§ DIRECTIONS
Each line from the opening of the records that follow to the line with "Whole payload, keyword" needs to be written out exactly. Add nothing.

§ TASK INPUT
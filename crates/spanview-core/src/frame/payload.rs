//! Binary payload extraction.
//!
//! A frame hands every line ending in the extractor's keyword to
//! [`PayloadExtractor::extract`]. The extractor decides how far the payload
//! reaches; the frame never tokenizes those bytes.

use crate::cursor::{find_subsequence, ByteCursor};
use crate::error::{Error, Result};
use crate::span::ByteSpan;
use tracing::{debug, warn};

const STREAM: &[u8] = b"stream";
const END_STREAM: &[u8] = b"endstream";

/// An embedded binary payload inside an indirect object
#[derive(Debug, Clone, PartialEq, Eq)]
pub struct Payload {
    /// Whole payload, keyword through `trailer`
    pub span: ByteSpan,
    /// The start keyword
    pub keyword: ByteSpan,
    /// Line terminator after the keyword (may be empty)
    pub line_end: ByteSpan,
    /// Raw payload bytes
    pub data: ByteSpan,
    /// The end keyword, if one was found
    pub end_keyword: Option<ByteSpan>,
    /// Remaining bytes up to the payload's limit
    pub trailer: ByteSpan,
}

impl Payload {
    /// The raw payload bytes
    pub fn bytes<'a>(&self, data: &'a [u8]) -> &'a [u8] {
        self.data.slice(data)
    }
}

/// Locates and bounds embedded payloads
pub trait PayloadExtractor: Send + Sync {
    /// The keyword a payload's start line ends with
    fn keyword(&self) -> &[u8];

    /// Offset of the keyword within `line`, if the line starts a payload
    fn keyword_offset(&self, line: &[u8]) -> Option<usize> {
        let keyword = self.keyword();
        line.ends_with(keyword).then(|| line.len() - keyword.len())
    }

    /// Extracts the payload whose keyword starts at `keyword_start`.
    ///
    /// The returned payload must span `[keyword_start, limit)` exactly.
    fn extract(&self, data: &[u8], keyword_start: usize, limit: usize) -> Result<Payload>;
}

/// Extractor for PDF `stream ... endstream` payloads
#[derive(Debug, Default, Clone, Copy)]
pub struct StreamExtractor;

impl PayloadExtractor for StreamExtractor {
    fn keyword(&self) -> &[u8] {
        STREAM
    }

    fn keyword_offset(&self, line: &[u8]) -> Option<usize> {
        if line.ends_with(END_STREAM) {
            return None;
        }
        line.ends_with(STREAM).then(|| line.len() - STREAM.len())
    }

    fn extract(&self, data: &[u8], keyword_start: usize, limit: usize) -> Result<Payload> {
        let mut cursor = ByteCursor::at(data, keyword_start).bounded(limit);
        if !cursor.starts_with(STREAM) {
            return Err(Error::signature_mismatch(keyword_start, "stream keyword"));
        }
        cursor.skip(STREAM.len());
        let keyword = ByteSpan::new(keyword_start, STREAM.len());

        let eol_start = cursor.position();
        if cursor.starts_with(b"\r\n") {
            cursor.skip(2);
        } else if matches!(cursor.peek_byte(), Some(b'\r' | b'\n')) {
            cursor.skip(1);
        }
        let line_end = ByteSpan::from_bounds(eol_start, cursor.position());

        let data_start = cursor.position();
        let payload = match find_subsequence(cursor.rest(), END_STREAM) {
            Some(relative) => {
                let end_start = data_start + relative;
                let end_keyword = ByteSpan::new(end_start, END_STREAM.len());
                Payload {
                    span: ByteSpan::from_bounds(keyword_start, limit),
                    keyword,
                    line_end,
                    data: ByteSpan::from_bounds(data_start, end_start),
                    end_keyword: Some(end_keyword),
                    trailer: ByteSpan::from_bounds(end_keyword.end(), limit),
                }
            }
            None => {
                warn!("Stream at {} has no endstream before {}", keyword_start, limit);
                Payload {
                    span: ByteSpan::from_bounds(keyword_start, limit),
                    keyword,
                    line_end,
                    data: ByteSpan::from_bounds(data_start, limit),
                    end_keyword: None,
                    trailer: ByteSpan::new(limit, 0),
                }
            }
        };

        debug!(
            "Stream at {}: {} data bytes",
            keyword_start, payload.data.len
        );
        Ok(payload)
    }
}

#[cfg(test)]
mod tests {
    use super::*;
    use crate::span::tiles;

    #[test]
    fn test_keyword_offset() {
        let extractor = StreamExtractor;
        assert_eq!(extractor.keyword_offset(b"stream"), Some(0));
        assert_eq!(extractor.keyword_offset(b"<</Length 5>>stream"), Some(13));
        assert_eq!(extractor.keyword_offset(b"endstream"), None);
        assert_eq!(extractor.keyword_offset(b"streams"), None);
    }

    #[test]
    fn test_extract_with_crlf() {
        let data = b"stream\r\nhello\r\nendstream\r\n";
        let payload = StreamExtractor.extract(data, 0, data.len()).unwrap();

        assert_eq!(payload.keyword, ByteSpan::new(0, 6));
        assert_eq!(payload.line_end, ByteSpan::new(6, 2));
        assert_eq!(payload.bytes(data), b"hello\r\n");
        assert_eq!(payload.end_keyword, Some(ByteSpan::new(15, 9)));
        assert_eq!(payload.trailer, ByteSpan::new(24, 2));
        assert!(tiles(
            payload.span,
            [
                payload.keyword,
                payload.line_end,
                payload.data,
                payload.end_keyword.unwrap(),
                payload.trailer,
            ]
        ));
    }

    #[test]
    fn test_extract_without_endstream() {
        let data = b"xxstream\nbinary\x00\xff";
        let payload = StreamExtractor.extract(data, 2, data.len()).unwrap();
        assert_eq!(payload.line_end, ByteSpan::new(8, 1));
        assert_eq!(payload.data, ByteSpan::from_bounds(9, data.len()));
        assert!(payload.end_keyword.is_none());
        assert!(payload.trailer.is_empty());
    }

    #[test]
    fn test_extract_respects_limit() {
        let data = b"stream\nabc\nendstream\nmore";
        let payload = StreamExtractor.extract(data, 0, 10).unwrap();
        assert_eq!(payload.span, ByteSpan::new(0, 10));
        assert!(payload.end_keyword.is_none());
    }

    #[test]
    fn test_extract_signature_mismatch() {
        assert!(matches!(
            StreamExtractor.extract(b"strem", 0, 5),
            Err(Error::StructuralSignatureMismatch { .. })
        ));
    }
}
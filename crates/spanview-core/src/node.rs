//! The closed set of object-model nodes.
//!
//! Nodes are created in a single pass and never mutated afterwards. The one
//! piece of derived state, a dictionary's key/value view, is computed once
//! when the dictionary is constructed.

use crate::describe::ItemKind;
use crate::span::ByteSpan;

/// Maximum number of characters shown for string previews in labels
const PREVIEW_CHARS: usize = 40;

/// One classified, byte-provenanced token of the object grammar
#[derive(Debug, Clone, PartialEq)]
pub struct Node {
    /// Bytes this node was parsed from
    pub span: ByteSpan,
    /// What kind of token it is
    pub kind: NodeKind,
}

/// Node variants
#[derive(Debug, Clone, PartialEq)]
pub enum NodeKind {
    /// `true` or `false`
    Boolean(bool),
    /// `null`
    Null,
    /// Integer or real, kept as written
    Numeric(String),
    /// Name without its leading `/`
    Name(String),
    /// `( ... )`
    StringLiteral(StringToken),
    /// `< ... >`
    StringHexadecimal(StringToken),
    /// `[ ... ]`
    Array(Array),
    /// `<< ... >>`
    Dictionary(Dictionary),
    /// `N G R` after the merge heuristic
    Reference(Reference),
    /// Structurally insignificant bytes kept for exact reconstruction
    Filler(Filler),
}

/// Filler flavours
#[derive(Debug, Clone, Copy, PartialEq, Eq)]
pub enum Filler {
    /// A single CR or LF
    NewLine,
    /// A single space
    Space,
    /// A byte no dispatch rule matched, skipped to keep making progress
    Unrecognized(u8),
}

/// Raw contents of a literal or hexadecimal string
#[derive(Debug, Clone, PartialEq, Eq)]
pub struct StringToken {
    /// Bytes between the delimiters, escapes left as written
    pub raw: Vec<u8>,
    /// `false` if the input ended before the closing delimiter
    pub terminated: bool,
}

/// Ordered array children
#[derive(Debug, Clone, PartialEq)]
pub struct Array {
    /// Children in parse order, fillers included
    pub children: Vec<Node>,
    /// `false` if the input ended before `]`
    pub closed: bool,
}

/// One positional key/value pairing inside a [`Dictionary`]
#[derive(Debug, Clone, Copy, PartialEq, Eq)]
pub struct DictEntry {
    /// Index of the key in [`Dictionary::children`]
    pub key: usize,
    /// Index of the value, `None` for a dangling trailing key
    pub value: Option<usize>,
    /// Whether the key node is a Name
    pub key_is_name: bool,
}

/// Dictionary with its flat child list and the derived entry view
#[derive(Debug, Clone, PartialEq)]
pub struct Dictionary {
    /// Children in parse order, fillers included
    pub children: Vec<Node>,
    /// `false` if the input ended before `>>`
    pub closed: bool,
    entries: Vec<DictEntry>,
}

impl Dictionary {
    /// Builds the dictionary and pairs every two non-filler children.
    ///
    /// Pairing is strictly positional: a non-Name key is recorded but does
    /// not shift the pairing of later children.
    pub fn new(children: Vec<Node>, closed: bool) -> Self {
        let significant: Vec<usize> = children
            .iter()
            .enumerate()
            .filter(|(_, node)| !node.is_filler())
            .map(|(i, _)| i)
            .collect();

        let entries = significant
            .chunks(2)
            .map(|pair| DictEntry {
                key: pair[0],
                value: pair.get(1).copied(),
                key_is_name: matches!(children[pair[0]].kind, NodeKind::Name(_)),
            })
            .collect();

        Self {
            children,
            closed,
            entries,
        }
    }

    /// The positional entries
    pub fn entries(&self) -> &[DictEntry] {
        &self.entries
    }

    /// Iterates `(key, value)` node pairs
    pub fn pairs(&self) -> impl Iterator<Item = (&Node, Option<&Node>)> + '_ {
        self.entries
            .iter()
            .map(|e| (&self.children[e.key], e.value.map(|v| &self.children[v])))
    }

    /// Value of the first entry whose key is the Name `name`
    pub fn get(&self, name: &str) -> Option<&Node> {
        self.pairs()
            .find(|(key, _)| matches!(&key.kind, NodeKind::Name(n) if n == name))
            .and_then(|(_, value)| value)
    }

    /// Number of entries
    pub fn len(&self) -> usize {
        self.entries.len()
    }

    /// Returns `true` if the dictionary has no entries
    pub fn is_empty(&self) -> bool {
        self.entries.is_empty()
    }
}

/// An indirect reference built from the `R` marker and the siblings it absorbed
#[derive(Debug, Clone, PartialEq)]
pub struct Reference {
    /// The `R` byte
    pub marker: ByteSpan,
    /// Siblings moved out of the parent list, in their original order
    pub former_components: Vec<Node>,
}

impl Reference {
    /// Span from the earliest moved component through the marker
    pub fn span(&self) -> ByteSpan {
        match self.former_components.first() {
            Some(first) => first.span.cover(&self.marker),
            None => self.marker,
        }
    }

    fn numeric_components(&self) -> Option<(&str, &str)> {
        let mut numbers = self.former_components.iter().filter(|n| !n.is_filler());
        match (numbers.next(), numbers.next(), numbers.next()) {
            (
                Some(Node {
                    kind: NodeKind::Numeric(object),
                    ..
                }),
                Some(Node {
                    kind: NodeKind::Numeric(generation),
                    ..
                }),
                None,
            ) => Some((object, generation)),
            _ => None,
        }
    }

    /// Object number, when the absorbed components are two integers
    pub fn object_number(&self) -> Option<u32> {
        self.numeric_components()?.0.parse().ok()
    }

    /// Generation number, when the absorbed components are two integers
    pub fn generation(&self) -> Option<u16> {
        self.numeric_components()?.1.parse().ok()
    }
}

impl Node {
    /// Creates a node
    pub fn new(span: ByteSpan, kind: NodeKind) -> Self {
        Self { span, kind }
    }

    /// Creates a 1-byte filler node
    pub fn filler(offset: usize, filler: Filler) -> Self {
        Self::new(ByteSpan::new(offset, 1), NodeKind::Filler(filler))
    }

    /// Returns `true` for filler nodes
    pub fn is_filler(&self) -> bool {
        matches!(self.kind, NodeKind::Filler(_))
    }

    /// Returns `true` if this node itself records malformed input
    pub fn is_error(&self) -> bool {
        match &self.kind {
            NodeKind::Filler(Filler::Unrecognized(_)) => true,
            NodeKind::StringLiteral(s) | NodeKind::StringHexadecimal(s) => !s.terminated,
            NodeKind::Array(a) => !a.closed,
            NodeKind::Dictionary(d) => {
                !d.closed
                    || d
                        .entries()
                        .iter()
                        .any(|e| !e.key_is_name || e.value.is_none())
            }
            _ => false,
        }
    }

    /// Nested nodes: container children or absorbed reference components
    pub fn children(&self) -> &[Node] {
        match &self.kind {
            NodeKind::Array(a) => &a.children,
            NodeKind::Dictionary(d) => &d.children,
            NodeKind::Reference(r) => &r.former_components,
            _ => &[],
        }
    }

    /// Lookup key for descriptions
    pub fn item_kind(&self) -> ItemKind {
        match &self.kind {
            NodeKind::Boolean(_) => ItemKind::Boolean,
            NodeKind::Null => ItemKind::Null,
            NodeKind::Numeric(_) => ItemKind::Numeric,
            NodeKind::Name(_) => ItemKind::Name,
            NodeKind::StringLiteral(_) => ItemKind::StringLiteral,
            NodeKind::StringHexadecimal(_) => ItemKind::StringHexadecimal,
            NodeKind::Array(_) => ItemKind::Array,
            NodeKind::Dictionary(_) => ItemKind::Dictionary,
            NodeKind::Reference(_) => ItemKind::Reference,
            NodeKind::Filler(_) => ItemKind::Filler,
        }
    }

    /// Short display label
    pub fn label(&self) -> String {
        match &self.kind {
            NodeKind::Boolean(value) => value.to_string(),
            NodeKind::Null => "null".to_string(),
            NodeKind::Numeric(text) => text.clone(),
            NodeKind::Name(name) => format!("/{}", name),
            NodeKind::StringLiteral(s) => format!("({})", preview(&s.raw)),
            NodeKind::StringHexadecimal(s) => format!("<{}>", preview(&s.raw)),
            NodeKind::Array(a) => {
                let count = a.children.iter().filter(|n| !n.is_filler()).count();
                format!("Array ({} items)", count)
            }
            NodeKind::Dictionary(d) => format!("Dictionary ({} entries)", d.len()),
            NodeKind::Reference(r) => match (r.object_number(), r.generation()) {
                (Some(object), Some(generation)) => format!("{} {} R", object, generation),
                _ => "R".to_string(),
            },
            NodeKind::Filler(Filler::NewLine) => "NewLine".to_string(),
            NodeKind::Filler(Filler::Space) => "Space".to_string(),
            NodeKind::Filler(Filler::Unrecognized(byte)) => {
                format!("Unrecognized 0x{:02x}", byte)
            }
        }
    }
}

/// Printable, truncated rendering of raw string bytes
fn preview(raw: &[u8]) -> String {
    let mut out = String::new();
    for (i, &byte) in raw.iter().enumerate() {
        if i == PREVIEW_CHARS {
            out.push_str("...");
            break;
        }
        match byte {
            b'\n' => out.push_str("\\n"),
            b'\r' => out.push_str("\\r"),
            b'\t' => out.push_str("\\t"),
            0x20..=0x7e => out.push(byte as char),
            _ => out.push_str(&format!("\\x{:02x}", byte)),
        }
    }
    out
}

§ WRITTEN SOLUTION
filename crates/spanview-core/src/frame/payload.rs
//! Binary payload extraction.
//!
//! A frame hands every line ending in the extractor's keyword to
//! [`PayloadExtractor::extract`]. The extractor decides how far the payload
//! reaches; the frame never tokenizes those bytes.

use crate::cursor::{find_subsequence, ByteCursor};
use crate::error::{Error, Result};
use crate::span::ByteSpan;
use tracing::{debug, warn};

const STREAM: &[u8] = b"stream";
const END_STREAM: &[u8] = b"endstream";

/// An embedded binary payload inside an indirect object
#[derive(Debug, Clone, PartialEq, Eq)]
pub struct Payload {
    /// Whole payload, keyword through `trailer`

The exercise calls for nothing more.